##### MATERIAL SUPPLIED
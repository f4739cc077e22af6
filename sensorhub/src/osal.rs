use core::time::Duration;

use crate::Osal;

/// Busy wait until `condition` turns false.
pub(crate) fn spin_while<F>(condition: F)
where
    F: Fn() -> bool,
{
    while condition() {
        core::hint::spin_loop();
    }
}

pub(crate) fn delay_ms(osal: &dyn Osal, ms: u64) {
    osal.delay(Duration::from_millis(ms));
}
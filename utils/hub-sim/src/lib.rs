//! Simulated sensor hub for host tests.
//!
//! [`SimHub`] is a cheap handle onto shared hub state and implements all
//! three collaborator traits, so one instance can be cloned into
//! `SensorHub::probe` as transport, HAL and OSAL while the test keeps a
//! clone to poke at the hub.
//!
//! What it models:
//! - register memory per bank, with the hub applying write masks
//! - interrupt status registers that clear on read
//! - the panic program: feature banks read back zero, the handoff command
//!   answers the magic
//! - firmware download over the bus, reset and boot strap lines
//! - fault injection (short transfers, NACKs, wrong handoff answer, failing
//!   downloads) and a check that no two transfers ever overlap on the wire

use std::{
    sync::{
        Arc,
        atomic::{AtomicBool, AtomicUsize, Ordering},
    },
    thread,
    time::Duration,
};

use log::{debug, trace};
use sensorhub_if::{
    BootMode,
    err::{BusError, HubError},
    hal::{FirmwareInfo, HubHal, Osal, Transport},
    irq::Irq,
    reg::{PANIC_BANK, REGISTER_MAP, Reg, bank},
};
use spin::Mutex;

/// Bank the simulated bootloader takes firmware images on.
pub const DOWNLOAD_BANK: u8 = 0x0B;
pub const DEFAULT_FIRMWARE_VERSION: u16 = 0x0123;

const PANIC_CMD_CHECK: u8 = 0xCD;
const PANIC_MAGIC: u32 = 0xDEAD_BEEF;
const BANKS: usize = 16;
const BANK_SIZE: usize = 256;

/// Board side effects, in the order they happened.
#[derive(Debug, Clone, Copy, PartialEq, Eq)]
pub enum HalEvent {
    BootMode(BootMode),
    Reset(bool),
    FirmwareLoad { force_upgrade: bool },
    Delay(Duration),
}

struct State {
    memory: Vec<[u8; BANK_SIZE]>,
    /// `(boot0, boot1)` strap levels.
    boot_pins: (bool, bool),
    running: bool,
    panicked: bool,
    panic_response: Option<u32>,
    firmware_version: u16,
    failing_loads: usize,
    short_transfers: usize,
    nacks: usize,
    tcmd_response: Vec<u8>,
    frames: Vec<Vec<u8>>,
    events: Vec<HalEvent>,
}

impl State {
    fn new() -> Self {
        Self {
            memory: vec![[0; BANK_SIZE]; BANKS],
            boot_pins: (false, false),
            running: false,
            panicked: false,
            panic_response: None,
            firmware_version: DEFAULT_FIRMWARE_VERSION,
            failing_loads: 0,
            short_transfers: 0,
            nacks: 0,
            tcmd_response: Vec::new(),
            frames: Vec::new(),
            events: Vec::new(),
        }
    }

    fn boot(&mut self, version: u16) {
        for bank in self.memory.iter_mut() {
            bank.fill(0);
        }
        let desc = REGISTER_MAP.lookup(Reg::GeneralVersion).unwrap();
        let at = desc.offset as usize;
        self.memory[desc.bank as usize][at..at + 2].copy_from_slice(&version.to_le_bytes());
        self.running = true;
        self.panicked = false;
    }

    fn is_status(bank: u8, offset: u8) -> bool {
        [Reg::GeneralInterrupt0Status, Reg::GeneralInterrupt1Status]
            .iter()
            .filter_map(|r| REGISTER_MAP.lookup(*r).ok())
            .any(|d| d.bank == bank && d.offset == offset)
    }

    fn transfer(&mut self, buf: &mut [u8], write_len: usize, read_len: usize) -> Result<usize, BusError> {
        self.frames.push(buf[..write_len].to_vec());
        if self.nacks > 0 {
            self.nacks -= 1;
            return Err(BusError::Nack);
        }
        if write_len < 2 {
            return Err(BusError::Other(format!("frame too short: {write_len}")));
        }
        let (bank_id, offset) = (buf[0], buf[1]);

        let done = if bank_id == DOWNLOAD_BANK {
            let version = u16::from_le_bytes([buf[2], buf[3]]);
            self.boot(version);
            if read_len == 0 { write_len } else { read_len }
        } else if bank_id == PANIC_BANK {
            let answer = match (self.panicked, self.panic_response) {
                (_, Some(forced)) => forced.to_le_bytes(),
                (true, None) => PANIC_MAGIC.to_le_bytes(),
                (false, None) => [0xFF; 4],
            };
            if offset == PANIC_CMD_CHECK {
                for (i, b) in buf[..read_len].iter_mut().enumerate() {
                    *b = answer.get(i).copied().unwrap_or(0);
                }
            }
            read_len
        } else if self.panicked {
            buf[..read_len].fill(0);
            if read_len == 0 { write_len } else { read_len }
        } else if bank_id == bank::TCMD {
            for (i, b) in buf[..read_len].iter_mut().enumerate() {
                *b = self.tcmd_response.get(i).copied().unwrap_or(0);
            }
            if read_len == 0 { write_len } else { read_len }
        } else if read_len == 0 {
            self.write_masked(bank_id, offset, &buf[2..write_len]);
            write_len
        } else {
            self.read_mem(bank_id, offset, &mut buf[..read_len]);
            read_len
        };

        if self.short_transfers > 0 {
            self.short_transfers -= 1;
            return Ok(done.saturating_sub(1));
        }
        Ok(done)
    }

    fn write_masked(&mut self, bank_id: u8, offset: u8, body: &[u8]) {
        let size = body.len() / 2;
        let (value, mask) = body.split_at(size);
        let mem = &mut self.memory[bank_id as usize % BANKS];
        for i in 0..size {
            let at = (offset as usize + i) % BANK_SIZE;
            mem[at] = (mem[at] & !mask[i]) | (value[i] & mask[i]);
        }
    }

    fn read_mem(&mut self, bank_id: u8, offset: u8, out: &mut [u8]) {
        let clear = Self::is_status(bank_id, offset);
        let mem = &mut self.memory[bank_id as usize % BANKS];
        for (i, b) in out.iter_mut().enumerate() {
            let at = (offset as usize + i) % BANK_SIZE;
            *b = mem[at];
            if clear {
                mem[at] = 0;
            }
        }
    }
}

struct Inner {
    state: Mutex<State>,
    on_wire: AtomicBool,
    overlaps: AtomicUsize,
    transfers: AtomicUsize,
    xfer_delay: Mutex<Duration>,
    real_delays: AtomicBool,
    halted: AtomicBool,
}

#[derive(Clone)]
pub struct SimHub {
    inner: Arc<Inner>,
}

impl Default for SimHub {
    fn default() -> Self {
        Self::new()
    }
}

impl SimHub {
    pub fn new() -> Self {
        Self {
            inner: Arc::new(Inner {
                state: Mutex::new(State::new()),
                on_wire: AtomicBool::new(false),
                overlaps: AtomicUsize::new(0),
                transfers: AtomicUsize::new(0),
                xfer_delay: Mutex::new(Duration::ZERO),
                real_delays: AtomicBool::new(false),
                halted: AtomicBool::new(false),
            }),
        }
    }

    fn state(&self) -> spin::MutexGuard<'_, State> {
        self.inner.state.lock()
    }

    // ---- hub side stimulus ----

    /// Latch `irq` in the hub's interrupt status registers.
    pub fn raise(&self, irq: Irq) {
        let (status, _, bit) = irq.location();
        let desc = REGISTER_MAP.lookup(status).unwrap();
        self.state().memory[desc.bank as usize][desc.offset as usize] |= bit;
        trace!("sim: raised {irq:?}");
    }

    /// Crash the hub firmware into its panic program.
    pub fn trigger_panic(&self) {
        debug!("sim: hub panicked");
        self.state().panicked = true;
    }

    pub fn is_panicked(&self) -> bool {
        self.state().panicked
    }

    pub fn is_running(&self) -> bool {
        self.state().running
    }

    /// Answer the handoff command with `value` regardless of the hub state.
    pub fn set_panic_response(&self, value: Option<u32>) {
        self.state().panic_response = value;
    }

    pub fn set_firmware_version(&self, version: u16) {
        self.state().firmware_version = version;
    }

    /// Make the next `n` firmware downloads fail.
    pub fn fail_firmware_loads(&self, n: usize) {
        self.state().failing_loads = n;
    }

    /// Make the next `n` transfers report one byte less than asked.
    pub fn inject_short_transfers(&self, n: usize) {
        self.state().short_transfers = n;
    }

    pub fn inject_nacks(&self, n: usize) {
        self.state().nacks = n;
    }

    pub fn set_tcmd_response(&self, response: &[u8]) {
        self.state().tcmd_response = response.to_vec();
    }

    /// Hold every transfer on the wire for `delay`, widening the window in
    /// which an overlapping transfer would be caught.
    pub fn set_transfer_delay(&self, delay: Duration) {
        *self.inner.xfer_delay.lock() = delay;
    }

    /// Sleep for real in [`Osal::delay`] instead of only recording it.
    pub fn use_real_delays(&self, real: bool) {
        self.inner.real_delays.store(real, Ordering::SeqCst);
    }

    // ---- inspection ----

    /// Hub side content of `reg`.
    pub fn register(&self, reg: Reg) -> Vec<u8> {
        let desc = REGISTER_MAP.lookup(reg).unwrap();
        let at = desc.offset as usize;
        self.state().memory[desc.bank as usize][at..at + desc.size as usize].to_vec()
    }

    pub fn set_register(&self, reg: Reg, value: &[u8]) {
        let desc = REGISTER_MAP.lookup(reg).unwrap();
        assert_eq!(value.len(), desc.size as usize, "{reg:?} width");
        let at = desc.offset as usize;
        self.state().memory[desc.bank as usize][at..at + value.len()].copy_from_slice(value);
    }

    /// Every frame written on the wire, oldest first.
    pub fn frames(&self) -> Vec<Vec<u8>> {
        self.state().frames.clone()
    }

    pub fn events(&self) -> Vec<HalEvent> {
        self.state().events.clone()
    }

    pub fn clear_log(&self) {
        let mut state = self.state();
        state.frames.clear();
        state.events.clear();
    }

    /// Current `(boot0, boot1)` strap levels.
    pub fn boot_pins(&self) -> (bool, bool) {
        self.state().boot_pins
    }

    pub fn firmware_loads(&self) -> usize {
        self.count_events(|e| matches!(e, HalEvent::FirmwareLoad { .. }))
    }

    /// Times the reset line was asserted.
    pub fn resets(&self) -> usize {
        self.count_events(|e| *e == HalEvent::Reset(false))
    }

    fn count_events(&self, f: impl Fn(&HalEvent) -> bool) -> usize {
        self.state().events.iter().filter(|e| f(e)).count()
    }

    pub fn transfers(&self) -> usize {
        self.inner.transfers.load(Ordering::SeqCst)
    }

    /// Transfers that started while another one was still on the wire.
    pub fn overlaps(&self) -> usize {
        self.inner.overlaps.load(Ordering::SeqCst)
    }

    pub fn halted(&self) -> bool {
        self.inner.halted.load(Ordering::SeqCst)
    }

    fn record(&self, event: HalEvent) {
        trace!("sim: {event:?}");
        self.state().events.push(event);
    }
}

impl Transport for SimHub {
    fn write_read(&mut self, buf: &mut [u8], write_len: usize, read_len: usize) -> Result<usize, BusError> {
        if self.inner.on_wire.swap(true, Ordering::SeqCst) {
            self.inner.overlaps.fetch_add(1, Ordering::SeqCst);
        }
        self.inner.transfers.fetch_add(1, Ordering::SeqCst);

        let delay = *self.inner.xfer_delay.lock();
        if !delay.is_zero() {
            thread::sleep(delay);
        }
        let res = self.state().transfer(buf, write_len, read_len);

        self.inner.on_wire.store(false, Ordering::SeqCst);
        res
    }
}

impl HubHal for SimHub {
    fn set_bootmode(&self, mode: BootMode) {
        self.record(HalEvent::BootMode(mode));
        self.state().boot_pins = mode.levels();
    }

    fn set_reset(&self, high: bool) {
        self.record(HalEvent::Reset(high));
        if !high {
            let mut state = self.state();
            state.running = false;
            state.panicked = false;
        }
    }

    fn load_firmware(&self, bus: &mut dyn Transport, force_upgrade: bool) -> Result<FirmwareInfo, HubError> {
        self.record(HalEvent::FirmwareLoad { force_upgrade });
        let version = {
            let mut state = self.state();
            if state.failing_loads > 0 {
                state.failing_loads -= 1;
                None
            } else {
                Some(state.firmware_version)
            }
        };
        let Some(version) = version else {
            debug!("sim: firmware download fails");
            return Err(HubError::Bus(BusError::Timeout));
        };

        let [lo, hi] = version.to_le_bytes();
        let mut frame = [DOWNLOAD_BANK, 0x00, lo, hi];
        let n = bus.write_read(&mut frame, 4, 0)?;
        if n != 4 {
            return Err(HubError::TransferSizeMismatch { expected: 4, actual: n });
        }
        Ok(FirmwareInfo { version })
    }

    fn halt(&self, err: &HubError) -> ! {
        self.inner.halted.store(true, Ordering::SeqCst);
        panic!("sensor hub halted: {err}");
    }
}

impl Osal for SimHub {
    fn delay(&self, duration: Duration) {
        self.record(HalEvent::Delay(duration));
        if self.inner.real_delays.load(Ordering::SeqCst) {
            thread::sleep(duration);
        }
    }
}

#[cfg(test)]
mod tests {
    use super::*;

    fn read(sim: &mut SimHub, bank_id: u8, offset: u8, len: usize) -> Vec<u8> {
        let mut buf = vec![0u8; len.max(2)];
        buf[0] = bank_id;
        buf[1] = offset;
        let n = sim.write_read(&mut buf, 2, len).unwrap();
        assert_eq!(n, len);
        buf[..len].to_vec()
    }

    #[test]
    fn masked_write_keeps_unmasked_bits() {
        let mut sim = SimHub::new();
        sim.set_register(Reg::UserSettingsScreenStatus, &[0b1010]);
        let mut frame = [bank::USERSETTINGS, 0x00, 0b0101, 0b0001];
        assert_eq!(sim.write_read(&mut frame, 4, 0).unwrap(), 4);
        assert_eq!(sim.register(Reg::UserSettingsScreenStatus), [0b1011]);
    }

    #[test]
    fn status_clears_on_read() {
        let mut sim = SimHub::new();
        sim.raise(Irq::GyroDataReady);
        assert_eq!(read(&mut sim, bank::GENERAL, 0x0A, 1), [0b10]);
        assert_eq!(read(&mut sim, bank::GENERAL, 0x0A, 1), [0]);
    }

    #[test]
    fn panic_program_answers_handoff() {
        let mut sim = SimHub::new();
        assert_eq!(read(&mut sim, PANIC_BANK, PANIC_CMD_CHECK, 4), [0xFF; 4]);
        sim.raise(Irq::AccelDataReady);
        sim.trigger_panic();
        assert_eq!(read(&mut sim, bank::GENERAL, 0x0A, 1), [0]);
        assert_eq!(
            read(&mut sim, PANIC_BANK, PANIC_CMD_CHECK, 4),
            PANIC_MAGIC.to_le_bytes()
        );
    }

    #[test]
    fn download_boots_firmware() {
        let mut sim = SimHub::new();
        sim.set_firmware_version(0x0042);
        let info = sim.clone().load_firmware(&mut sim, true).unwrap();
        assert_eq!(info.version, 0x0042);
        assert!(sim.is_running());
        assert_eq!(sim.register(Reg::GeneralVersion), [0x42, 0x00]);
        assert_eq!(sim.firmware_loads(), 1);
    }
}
##########
§ EXERCISE DIRECTIONS: Above this instruction are the records; retype exactly the lines from the one containing "pub fn set_firmware_version(&self, version: u16)" up to and including the one containing "pub fn inject_nacks(&self, n: usize)".

§ OUTPUT FOR THIS TASK:
    pub fn set_firmware_version(&self, version: u16) {
        self.state().firmware_version = version;
    }

    /// Make the next `n` firmware downloads fail.
    pub fn fail_firmware_loads(&self, n: usize) {
        self.state().failing_loads = n;
    }

    /// Make the next `n` transfers report one byte less than asked.
    pub fn inject_short_transfers(&self, n: usize) {
        self.state().short_transfers = n;
    }

    pub fn inject_nacks(&self, n: usize) {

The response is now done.